Good point about quinine. It was apparently very effective in Central America and Africa. It was not expensive, I think,
and could be put to good use today also, but according to some sources it was dis-continued by USA because it was not as profitable as other things that did not and do not work as well.... (unverified so far) ...
The point in Panama, was the same point in the Black Plague when the groups of people who already were practicing cleanliness as part of their lives being obedient to God were relatively 'safe' from the plague - and since so few of them got sick , they were blamed by others for causing the plague !
Likewise so many babies dying when delivered by doctors going from morgue to nursery without washing their hands...
they laughed/ mocked the doctor who warned them , for fifty years before they 'learned' to was their hands...
"While disease reduction dramatically improved the health of white workers, black workers—the majority of the canal workforce—continued to die in large numbers, at ten times the rate of white workers in 1906.[4] While medical care was provided to all, housing was not provided to black workers, many of whom
had to live in tents and tenements outside the mosquito-controlled zone.
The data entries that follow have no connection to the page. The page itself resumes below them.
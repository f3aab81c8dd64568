//! Frame-coherent keyboard state.
//!
//! Physical key codes are used so that bindings do not move around with the
//! user's keyboard layout.

use std::collections::HashSet;

use winit::event::{ElementState, KeyEvent};
use winit::keyboard::PhysicalKey;

/// Minimal description of a key event, constructible without a window.
#[derive(Debug, Clone, Copy)]
pub struct RawKeyEvent {
    pub key: PhysicalKey,
    pub state: ElementState,
    /// OS auto-repeat; ignored so that toggles fire once per physical press.
    pub repeat: bool,
}

/// Held keys plus the keys that changed since the last
/// [`clear_transients`](Self::clear_transients).
#[derive(Debug, Clone, Default)]
pub struct KeyboardState {
    pressed: HashSet<PhysicalKey>,
    just_pressed: HashSet<PhysicalKey>,
    just_released: HashSet<PhysicalKey>,
}

impl KeyboardState {
    #[must_use]
    pub fn new() -> Self {
        Self::default()
    }

    /// Feed a winit [`KeyEvent`].
    pub fn process_event(&mut self, event: &KeyEvent) {
        self.process_raw(RawKeyEvent {
            key: event.physical_key,
            state: event.state,
            repeat: event.repeat,
        });
    }

    pub fn process_raw(&mut self, event: RawKeyEvent) {
        if event.repeat {
            return;
        }
        match event.state {
            ElementState::Pressed => {
                if self.pressed.insert(event.key) {
                    self.just_pressed.insert(event.key);
                }
            }
            ElementState::Released => {
                if self.pressed.remove(&event.key) {
                    self.just_released.insert(event.key);
                }
            }
        }
    }

    /// Release every held key, e.g. when the window loses focus and the
    /// matching release events will never arrive.
    pub fn release_all(&mut self) {
        self.just_released.extend(self.pressed.drain());
    }

    #[must_use]
    pub fn is_pressed(&self, key: PhysicalKey) -> bool {
        self.pressed.contains(&key)
    }

    #[must_use]
    pub fn just_pressed(&self, key: PhysicalKey) -> bool {
        self.just_pressed.contains(&key)
    }

    #[must_use]
    pub fn just_released(&self, key: PhysicalKey) -> bool {
        self.just_released.contains(&key)
    }

    /// Call once per frame after all consumers have read the state.
    pub fn clear_transients(&mut self) {
        self.just_pressed.clear();
        self.just_released.clear();
    }
}
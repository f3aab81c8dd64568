//! The complete simulation state and its per-frame driver.

use std::fmt;

use glam::Vec3;
use orrery_config::Config;
use tracing::{info, warn};

use crate::clock::SimClock;
use crate::command::SimCommand;
use crate::director::{CameraDirector, DirectorSettings, StageKind};
use crate::host::{CommandSource, PoseSink, TimeSource};
use crate::orbit::SolarSystem;
use crate::pose::CameraPose;

/// Everything needed to build (and rebuild) a [`Simulation`].
#[derive(Clone, Debug, PartialEq)]
pub struct SimSettings {
    pub initial_speed: f32,
    pub speed_step: f32,
    pub start_paused: bool,
    pub min_speed: Option<f32>,
    pub max_speed: Option<f32>,
    /// Dolly rate in units per second per scroll notch.
    pub zoom_speed: f32,
    /// Start directly in free-look.
    pub skip_intro: bool,
    pub director: DirectorSettings,
}

impl Default for SimSettings {
    fn default() -> Self {
        Self {
            initial_speed: 5.0,
            speed_step: 1.2,
            start_paused: false,
            min_speed: None,
            max_speed: None,
            zoom_speed: 10.0,
            skip_intro: false,
            director: DirectorSettings::default(),
        }
    }
}

impl From<&Config> for SimSettings {
    fn from(config: &Config) -> Self {
        let sim = &config.simulation;
        let cam = &config.camera;
        let (min_speed, max_speed) = sim.speed_bounds().unwrap_or_else(|err| {
            warn!(%err, "Ignoring speed bounds");
            (None, None)
        });
        let d = &cam.durations;

        Self {
            initial_speed: sim.initial_speed,
            speed_step: sim.speed_step,
            start_paused: sim.start_paused,
            min_speed,
            max_speed,
            zoom_speed: sim.zoom_speed,
            skip_intro: cam.skip_intro,
            director: DirectorSettings {
                idle_duration: d.idle,
                approach_duration: d.approach,
                orbit_duration: d.earth_orbit,
                pull_back_duration: d.pull_back,
                top_down_duration: d.top_down,
                return_duration: d.return_home,
                orbit_radius: cam.earth_orbit_radius,
                orbit_speed: cam.earth_orbit_speed,
                top_down_pose: CameraPose::new(
                    Vec3::new(0.0, cam.top_view_height, 0.0),
                    Vec3::new(90.0, 0.0, 0.0),
                ),
                home_pose: CameraPose::new(Vec3::from_array(cam.start_position), Vec3::ZERO),
                ..DirectorSettings::default()
            },
        }
    }
}

/// Snapshot of the user-visible state, for status lines.
#[derive(Clone, Copy, Debug, PartialEq)]
pub struct SimStatus {
    pub speed: f32,
    pub paused: bool,
    pub stage: StageKind,
    pub free_look: bool,
}

impl fmt::Display for SimStatus {
    fn fmt(&self, f: &mut fmt::Formatter<'_>) -> fmt::Result {
        write!(f, "speed {:.2}x", self.speed)?;
        if self.paused {
            f.write_str(" | paused")?;
        }
        if self.free_look {
            f.write_str(" | free look")
        } else {
            write!(f, " | {}", self.stage)
        }
    }
}

/// Solar system, clock, camera director and camera pose, advanced together.
#[derive(Clone, Debug, PartialEq)]
pub struct Simulation {
    settings: SimSettings,
    system: SolarSystem,
    clock: SimClock,
    director: CameraDirector,
    camera: CameraPose,
}

impl Simulation {
    pub fn new(settings: SimSettings) -> Self {
        let clock = SimClock::new(
            settings.initial_speed,
            settings.speed_step,
            settings.start_paused,
        )
        .with_bounds(settings.min_speed, settings.max_speed);
        let director = if settings.skip_intro {
            CameraDirector::finished(settings.director.clone())
        } else {
            CameraDirector::new(settings.director.clone())
        };
        let camera = settings.director.home_pose;

        Self {
            settings,
            system: SolarSystem::new(),
            clock,
            director,
            camera,
        }
    }

    pub fn settings(&self) -> &SimSettings {
        &self.settings
    }

    pub fn system(&self) -> &SolarSystem {
        &self.system
    }

    pub fn clock(&self) -> &SimClock {
        &self.clock
    }

    pub fn director(&self) -> &CameraDirector {
        &self.director
    }

    pub fn camera(&self) -> &CameraPose {
        &self.camera
    }

    /// Mutable camera access for the free-look controller. While the
    /// fly-through runs, the director overwrites the pose each frame.
    pub fn camera_mut(&mut self) -> &mut CameraPose {
        &mut self.camera
    }

    pub fn status(&self) -> SimStatus {
        SimStatus {
            speed: self.clock.speed(),
            paused: self.clock.paused(),
            stage: self.director.kind(),
            free_look: self.director.handed_off(),
        }
    }

    /// Drive one frame: apply queued commands, advance bodies and the
    /// fly-through unless paused, perform the one-time free-look handoff and
    /// publish the camera pose.
    pub fn frame(
        &mut self,
        time: &mut impl TimeSource,
        commands: &mut impl CommandSource,
        sink: &mut impl PoseSink,
    ) {
        let dt = time.delta_seconds();

        while let Some(command) = commands.next_command() {
            self.apply(command, dt, sink);
        }

        self.step(dt);

        if self.director.take_handoff() {
            info!(position = ?self.camera.position, "Handing camera to free look");
            sink.begin_free_look(&self.camera);
        }
        sink.apply_pose(&self.camera);
    }

    /// Advance bodies and the fly-through by `dt` real seconds.
    pub fn step(&mut self, dt: f32) {
        if self.clock.paused() {
            return;
        }
        let scaled = self.clock.scaled(dt);
        self.system.advance(scaled);
        self.director
            .update(scaled, self.system.earth_position(), &mut self.camera);
    }

    /// Apply one user command. `dt` is the current frame time, used to
    /// scale dolly distances.
    pub fn apply(&mut self, command: SimCommand, dt: f32, sink: &mut impl PoseSink) {
        match command {
            SimCommand::TogglePause => {
                if self.clock.toggle_pause() {
                    info!("Simulation paused");
                } else {
                    info!("Simulation running");
                }
            }
            SimCommand::SpeedUp => {
                let speed = self.clock.speed_up();
                info!(speed, "Simulation speed increased");
            }
            SimCommand::SlowDown => {
                let speed = self.clock.slow_down();
                info!(speed, "Simulation speed decreased");
            }
            SimCommand::Dolly(notches) => {
                self.camera.dolly(notches * self.settings.zoom_speed * dt);
            }
            SimCommand::Restart => {
                info!("Restarting simulation");
                self.reset();
                sink.end_free_look();
            }
        }
    }

    /// Rebuild every piece of state from the stored settings.
    pub fn reset(&mut self) {
        *self = Simulation::new(self.settings.clone());
    }
}
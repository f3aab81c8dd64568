//! Body textures: decoding image files, GPU upload with mipmaps, caching by
//! file name, and solid-colour fallbacks for missing assets.
//!
//! [`TextureLibrary::load`] never fails. A texture that cannot be read or
//! decoded is logged and replaced by a 1×1 texture of the caller's fallback
//! colour, so a bare checkout still renders a recognisable system.

use std::collections::HashMap;
use std::path::{Path, PathBuf};
use std::sync::Arc;

/// Colour format of every body texture. Image files are sRGB encoded.
pub const TEXTURE_FORMAT: wgpu::TextureFormat = wgpu::TextureFormat::Rgba8UnormSrgb;

/// A GPU texture with its view and ready-to-bind bind group.
pub struct ManagedTexture {
    pub texture: wgpu::Texture,
    pub view: wgpu::TextureView,
    pub bind_group: wgpu::BindGroup,
    pub dimensions: (u32, u32),
    pub mip_level_count: u32,
    /// True when this is a solid-colour stand-in for a missing file.
    pub is_fallback: bool,
}

/// Decoded RGBA8 pixels.
#[derive(Debug, Clone, PartialEq)]
pub struct DecodedImage {
    pub width: u32,
    pub height: u32,
    pub rgba: Vec<u8>,
}

impl DecodedImage {
    /// A single pixel of `color`.
    #[must_use]
    pub fn solid(color: [u8; 4]) -> Self {
        Self {
            width: 1,
            height: 1,
            rgba: color.to_vec(),
        }
    }
}

#[derive(Debug, thiserror::Error)]
pub enum TextureError {
    #[error("cannot read texture {path}: {source}")]
    Io {
        path: PathBuf,
        source: std::io::Error,
    },

    #[error("cannot decode texture {path}: {source}")]
    Decode {
        path: PathBuf,
        source: image::ImageError,
    },

    #[error("texture dimensions must be non-zero, got {width}x{height}")]
    InvalidDimensions { width: u32, height: u32 },

    #[error("texture data size ({actual}) does not match expected ({expected}) for {width}x{height}")]
    DataSizeMismatch {
        actual: usize,
        expected: usize,
        width: u32,
        height: u32,
    },
}

/// Number of mip levels down to 1×1.
#[must_use]
pub fn mip_level_count(width: u32, height: u32) -> u32 {
    32 - width.max(height).max(1).leading_zeros()
}

/// Read and decode an image file to RGBA8, shrinking it to fit within
/// `max_dimension` on its longer side.
pub fn decode_image(path: &Path, max_dimension: u32) -> Result<DecodedImage, TextureError> {
    let bytes = std::fs::read(path).map_err(|source| TextureError::Io {
        path: path.to_path_buf(),
        source,
    })?;
    let mut image = image::load_from_memory(&bytes).map_err(|source| TextureError::Decode {
        path: path.to_path_buf(),
        source,
    })?;

    if image.width() == 0 || image.height() == 0 {
        return Err(TextureError::InvalidDimensions {
            width: image.width(),
            height: image.height(),
        });
    }
    if image.width() > max_dimension || image.height() > max_dimension {
        log::warn!(
            "{} is {}x{}, downscaling to fit {max_dimension}",
            path.display(),
            image.width(),
            image.height()
        );
        image = image.resize(
            max_dimension,
            max_dimension,
            image::imageops::FilterType::Triangle,
        );
    }

    let rgba = image.to_rgba8();
    Ok(DecodedImage {
        width: rgba.width(),
        height: rgba.height(),
        rgba: rgba.into_raw(),
    })
}

const BLIT_SHADER_SOURCE: &str = r#"
@group(0) @binding(0) var src_texture: texture_2d<f32>;
@group(0) @binding(1) var src_sampler: sampler;

struct VertexOutput {
    @builtin(position) position: vec4<f32>,
    @location(0) uv: vec2<f32>,
};

@vertex
fn vs_main(@builtin(vertex_index) idx: u32) -> VertexOutput {
    let uv = vec2<f32>(f32((idx << 1u) & 2u), f32(idx & 2u));
    var out: VertexOutput;
    out.position = vec4<f32>(uv * 2.0 - 1.0, 0.0, 1.0);
    out.uv = vec2<f32>(uv.x, 1.0 - uv.y);
    return out;
}

@fragment
fn fs_main(in: VertexOutput) -> @location(0) vec4<f32> {
    return textureSample(src_texture, src_sampler, in.uv);
}
"#;

/// Cache of body textures keyed by file name.
pub struct TextureLibrary {
    textures: HashMap<String, Arc<ManagedTexture>>,
    white: Arc<ManagedTexture>,
    sampler: wgpu::Sampler,
    bind_group_layout: wgpu::BindGroupLayout,
    blit_pipeline: wgpu::RenderPipeline,
    blit_bind_group_layout: wgpu::BindGroupLayout,
    blit_sampler: wgpu::Sampler,
}
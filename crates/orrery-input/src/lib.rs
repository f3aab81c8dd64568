//! Keyboard and mouse state mapped to orrery actions through rebindable,
//! RON-persisted keybindings.

pub mod action_map;
pub mod keybindings;
pub mod keyboard;
pub mod mouse;

pub use action_map::{Action, ActionResolver, ActionState, InputBinding, InputMap, MouseButtonBinding};
pub use keybindings::{Conflict, KEYBINDINGS_FILE, KeybindingError};
pub use keyboard::{KeyboardState, RawKeyEvent};
pub use mouse::MouseState;
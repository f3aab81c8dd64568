//! Free-look camera, active once the scripted fly-through has handed over.
//!
//! Holding the look action turns the camera with the mouse; the movement
//! actions fly it along its own axes, with up/down along world Y.

use glam::{Vec2, Vec3};
use orrery_input::{Action, ActionState};
use orrery_sim::CameraPose;

/// Pitch limit in degrees, short of straight up/down so yaw stays defined.
pub const PITCH_LIMIT: f32 = 89.0;

#[derive(Clone, Debug, PartialEq)]
pub struct FreeLook {
    active: bool,
    /// Degrees, positive turns right.
    yaw: f32,
    /// Degrees, positive looks down.
    pitch: f32,
    /// Degrees per pixel of mouse motion.
    pub sensitivity: f32,
    /// Units per second.
    pub move_speed: f32,
}

impl FreeLook {
    #[must_use]
    pub fn new(sensitivity: f32, move_speed: f32) -> Self {
        Self {
            active: false,
            yaw: 0.0,
            pitch: 0.0,
            sensitivity,
            move_speed,
        }
    }

    /// Take over from `pose` without a visible jump.
    pub fn activate(&mut self, pose: &CameraPose) {
        self.active = true;
        self.yaw = pose.rotation.y;
        self.pitch = pose.rotation.x.clamp(-PITCH_LIMIT, PITCH_LIMIT);
    }

    pub fn deactivate(&mut self) {
        self.active = false;
    }

    #[must_use]
    pub fn is_active(&self) -> bool {
        self.active
    }

    #[must_use]
    pub fn yaw(&self) -> f32 {
        self.yaw
    }

    #[must_use]
    pub fn pitch(&self) -> f32 {
        self.pitch
    }

    /// Apply one step of look and movement input to `pose`. Does nothing
    /// while inactive.
    pub fn update(&mut self, actions: &ActionState, mouse_delta: Vec2, dt: f32, pose: &mut CameraPose) {
        if !self.active {
            return;
        }

        if actions.is_action_active(Action::Look) {
            self.yaw = (self.yaw + mouse_delta.x * self.sensitivity).rem_euclid(360.0);
            self.pitch = (self.pitch + mouse_delta.y * self.sensitivity)
                .clamp(-PITCH_LIMIT, PITCH_LIMIT);
        }
        pose.rotation = Vec3::new(self.pitch, self.yaw, 0.0);

        let direction = pose.forward() * actions.axis(Action::MoveForward, Action::MoveBackward)
            + pose.right() * actions.axis(Action::MoveRight, Action::MoveLeft)
            + Vec3::Y * actions.axis(Action::MoveUp, Action::MoveDown);
        if let Some(direction) = direction.try_normalize() {
            pose.position += direction * self.move_speed * dt;
        }
    }
}
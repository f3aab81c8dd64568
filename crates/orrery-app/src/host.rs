//! Window-side implementations of the simulation's host traits.

use std::collections::VecDeque;

use orrery_input::{Action, ActionState};
use orrery_render::SceneCamera;
use orrery_sim::{CameraPose, CommandSource, PoseSink, SimCommand};
use tracing::debug;

use crate::free_look::FreeLook;

/// Turns resolved input into simulation commands.
#[derive(Debug, Default)]
pub struct ActionCommands {
    queue: VecDeque<SimCommand>,
}

impl ActionCommands {
    #[must_use]
    pub fn new() -> Self {
        Self::default()
    }

    /// Queue a command for every one-shot action that fired this frame and
    /// a dolly for any scroll.
    pub fn collect(&mut self, actions: &ActionState, scroll_notches: f32) {
        for action in actions.just_activated() {
            let command = match action {
                Action::TogglePause => SimCommand::TogglePause,
                Action::SpeedUp => SimCommand::SpeedUp,
                Action::SlowDown => SimCommand::SlowDown,
                Action::Restart => SimCommand::Restart,
                _ => continue,
            };
            debug!(?action, "Queued command");
            self.queue.push_back(command);
        }
        if scroll_notches != 0.0 {
            self.queue.push_back(SimCommand::Dolly(scroll_notches));
        }
    }

    pub fn len(&self) -> usize {
        self.queue.len()
    }

    pub fn is_empty(&self) -> bool {
        self.queue.is_empty()
    }
}

impl CommandSource for ActionCommands {
    fn next_command(&mut self) -> Option<SimCommand> {
        self.queue.pop_front()
    }
}

/// The render camera plus the free-look controller that takes it over.
#[derive(Debug, Clone)]
pub struct CameraRig {
    pub camera: SceneCamera,
    pub free_look: FreeLook,
}

impl CameraRig {
    #[must_use]
    pub fn new(camera: SceneCamera, free_look: FreeLook) -> Self {
        Self { camera, free_look }
    }
}

impl PoseSink for CameraRig {
    fn apply_pose(&mut self, pose: &CameraPose) {
        self.camera.set_pose(pose.position, pose.forward(), pose.up());
    }

    fn begin_free_look(&mut self, pose: &CameraPose) {
        self.free_look.activate(pose);
    }

    fn end_free_look(&mut self) {
        self.free_look.deactivate();
    }
}

#[cfg(test)]
mod tests {
    use super::*;
    use glam::Vec3;
    use orrery_input::{ActionResolver, InputMap, KeyboardState, MouseState, RawKeyEvent};
    use orrery_sim::{FixedDelta, SimSettings, Simulation};
    use winit::event::ElementState;
    use winit::keyboard::{KeyCode, PhysicalKey};

    fn press(kb: &mut KeyboardState, code: KeyCode) {
        kb.process_raw(RawKeyEvent {
            key: PhysicalKey::Code(code),
            state: ElementState::Pressed,
            repeat: false,
        });
    }

    fn actions_for(kb: &KeyboardState) -> ActionState {
        let mut state = ActionState::new();
        ActionResolver::resolve(&InputMap::default(), kb, &MouseState::new(), &mut state);
        state
    }

    fn rig() -> CameraRig {
        CameraRig::new(SceneCamera::default(), FreeLook::new(0.2, 10.0))
    }

    #[test]
    fn test_one_shot_actions_become_commands() {
        let mut kb = KeyboardState::new();
        press(&mut kb, KeyCode::Space);
        press(&mut kb, KeyCode::ArrowUp);

        let mut commands = ActionCommands::new();
        commands.collect(&actions_for(&kb), 0.0);
        assert_eq!(commands.next_command(), Some(SimCommand::TogglePause));
        assert_eq!(commands.next_command(), Some(SimCommand::SpeedUp));
        assert_eq!(commands.next_command(), None);
    }

    #[test]
    fn test_held_movement_is_not_a_command() {
        let mut kb = KeyboardState::new();
        press(&mut kb, KeyCode::KeyW);
        let mut commands = ActionCommands::new();
        commands.collect(&actions_for(&kb), 0.0);
        assert!(commands.is_empty());
    }

    #[test]
    fn test_scroll_becomes_dolly() {
        let mut commands = ActionCommands::new();
        commands.collect(&ActionState::new(), -2.0);
        assert_eq!(commands.next_command(), Some(SimCommand::Dolly(-2.0)));
    }

    #[test]
    fn test_rig_follows_pose() {
        let mut rig = rig();
        let pose = CameraPose::new(Vec3::new(0.0, 50.0, 0.0), Vec3::new(90.0, 0.0, 0.0));
        rig.apply_pose(&pose);
        assert_eq!(rig.camera.eye, pose.position);
        assert!(rig.camera.forward.abs_diff_eq(Vec3::NEG_Y, 1e-5));
    }

    #[test]
    fn test_restart_ends_free_look() {
        let mut sim = Simulation::new(SimSettings::default());
        let mut rig = rig();
        let mut commands = ActionCommands::new();

        for _ in 0..2000 {
            sim.frame(&mut FixedDelta(0.05), &mut commands, &mut rig);
            if rig.free_look.is_active() {
                break;
            }
        }
        assert!(rig.free_look.is_active());

        let mut kb = KeyboardState::new();
        press(&mut kb, KeyCode::Escape);
        commands.collect(&actions_for(&kb), 0.0);
        sim.frame(&mut FixedDelta(0.05), &mut commands, &mut rig);

        assert!(!rig.free_look.is_active());
        assert!(sim.director().is_running());
    }
}
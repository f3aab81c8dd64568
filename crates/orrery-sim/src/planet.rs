//! Fixed per-body constants and the mutable per-planet state.

use glam::Vec3;

/// A flat, tinted disc around a planet.
#[derive(Clone, Copy, Debug, PartialEq)]
pub struct RingSpec {
    /// Diameter of the ring quad relative to the planet's own scale.
    pub scale: f32,
    /// Tint as 8-bit RGBA; alpha controls translucency.
    pub rgba: [u8; 4],
    /// Vertical offset above the planet's equator, in planet-local units.
    pub y_offset: f32,
}

impl RingSpec {
    /// Tint as linear 0..1 floats.
    pub fn color(&self) -> [f32; 4] {
        self.rgba.map(|c| f32::from(c) / 255.0)
    }
}

/// Static description of one planet.
#[derive(Clone, Copy, Debug, PartialEq)]
pub struct PlanetSpec {
    pub name: &'static str,
    /// Distance from the sun; the orbit is a circle in the XZ plane.
    pub orbit_radius: f32,
    /// Orbital angular speed in radians per simulated second.
    pub orbit_speed: f32,
    /// Self-rotation speed in degrees per simulated second.
    pub spin_speed: f32,
    /// Rendered diameter.
    pub scale: f32,
    /// Texture file name, relative to the asset directory.
    pub texture: &'static str,
    pub ring: Option<RingSpec>,
}

/// A body that sits at the origin and only spins (the sun and the sky).
#[derive(Clone, Copy, Debug, PartialEq)]
pub struct StaticBody {
    pub name: &'static str,
    pub scale: f32,
    pub texture: &'static str,
    /// Degrees per simulated second about the Y axis.
    pub spin_speed: f32,
}

pub const SUN: StaticBody = StaticBody {
    name: "sun",
    scale: 5.0,
    texture: "sun.png",
    spin_speed: 10.0,
};

/// The background sphere, seen from the inside.
pub const SKY: StaticBody = StaticBody {
    name: "sky",
    scale: 1000.0,
    texture: "background.jpg",
    spin_speed: 0.1,
};

/// Texture shared by all rings.
pub const RING_TEXTURE: &str = "ring.png";

/// Name of the planet the camera fly-through follows.
pub const EARTH: &str = "earth";

/// The eight planets, innermost first.
pub const PLANETS: [PlanetSpec; 8] = [
    PlanetSpec {
        name: "mercury",
        orbit_radius: 6.0,
        orbit_speed: 1.6,
        spin_speed: 60.0,
        scale: 0.1,
        texture: "mercury.png",
        ring: None,
    },
    PlanetSpec {
        name: "venus",
        orbit_radius: 8.0,
        orbit_speed: 1.2,
        spin_speed: 70.0,
        scale: 0.3,
        texture: "venus.jpg",
        ring: None,
    },
    PlanetSpec {
        name: EARTH,
        orbit_radius: 10.0,
        orbit_speed: 1.0,
        spin_speed: 65.0,
        scale: 0.35,
        texture: "earth.jpg",
        ring: None,
    },
    PlanetSpec {
        name: "mars",
        orbit_radius: 12.0,
        orbit_speed: 0.8,
        spin_speed: 70.0,
        scale: 0.15,
        texture: "mars.jpg",
        ring: None,
    },
    PlanetSpec {
        name: "jupiter",
        orbit_radius: 15.0,
        orbit_speed: 0.6,
        spin_speed: 150.0,
        scale: 0.9,
        texture: "jupiter.jpg",
        ring: Some(RingSpec {
            scale: 1.1,
            rgba: [140, 140, 140, 60],
            y_offset: 0.04,
        }),
    },
    PlanetSpec {
        name: "saturn",
        orbit_radius: 18.0,
        orbit_speed: 0.5,
        spin_speed: 100.0,
        scale: 0.6,
        texture: "saturn.jpg",
        ring: Some(RingSpec {
            scale: 1.8,
            rgba: [150, 150, 150, 160],
            y_offset: 0.05,
        }),
    },
    PlanetSpec {
        name: "uranus",
        orbit_radius: 21.0,
        orbit_speed: 0.4,
        spin_speed: 80.0,
        scale: 0.5,
        texture: "uranus.png",
        ring: Some(RingSpec {
            scale: 1.4,
            rgba: [130, 180, 230, 50],
            y_offset: 0.045,
        }),
    },
    PlanetSpec {
        name: "neptune",
        orbit_radius: 24.0,
        orbit_speed: 0.3,
        spin_speed: 80.0,
        scale: 0.45,
        texture: "neptune.jpg",
        ring: Some(RingSpec {
            scale: 1.2,
            rgba: [80, 130, 230, 40],
            y_offset: 0.04,
        }),
    },
];

/// Live state of one planet.
#[derive(Clone, Debug, PartialEq)]
pub struct Planet {
    pub spec: PlanetSpec,
    /// Orbital angle in radians. Accumulates without wrapping.
    pub angle: f32,
    /// Self-rotation about Y in degrees, kept in `[0, 360)`.
    pub spin: f32,
    /// Position derived from `angle` and the orbit radius.
    pub position: Vec3,
}

impl Planet {
    /// A planet at angle zero, i.e. on the +X axis.
    pub fn new(spec: PlanetSpec) -> Self {
        let mut planet = Self {
            spec,
            angle: 0.0,
            spin: 0.0,
            position: Vec3::ZERO,
        };
        planet.position = planet.orbit_position();
        planet
    }

    /// Point on the orbit circle for the current angle.
    pub fn orbit_position(&self) -> Vec3 {
        let r = self.spec.orbit_radius;
        Vec3::new(r * self.angle.cos(), 0.0, r * self.angle.sin())
    }

    /// Advance by `scaled_dt` simulated seconds.
    pub fn advance(&mut self, scaled_dt: f32) {
        self.angle += scaled_dt * self.spec.orbit_speed;
        self.spin = (self.spin + scaled_dt * self.spec.spin_speed).rem_euclid(360.0);
        self.position = self.orbit_position();
    }
}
In the end, 350 white workers had died compared to 4,500 black workers.[5] While the loss was tragic, it was far less than during the French era. "
https://en.wikipedia.org/wiki/Health_me ... nama_Canal
"The Sanitation effort
The Canal Commission appointed Colonel William Crawford Gorgas in March 1904 as head of hospitals and sanitation. Under his leadership, many new departments of sanitation were founded, covering different aspects of the sanitation problem. Commissions were also formed to look after the basic welfare of laborers.
The sanitation work included clearing land and establishing quarantine facilities. The most ambitious part of the sanitation program, though, was undoubtedly the effort to eradicate the mosquitoes Aedes aegypti and Anopheles, the carriers of yellow fever and malaria, respectively, from the canal zone. There was initially considerable resistance to this program, as the "mosquito theory" was still considered controversial and unproven. However, with the support of chief engineer John Frank Stevens, who took over the post on July 26, 1905, Gorgas was finally able to put his ideas into action. "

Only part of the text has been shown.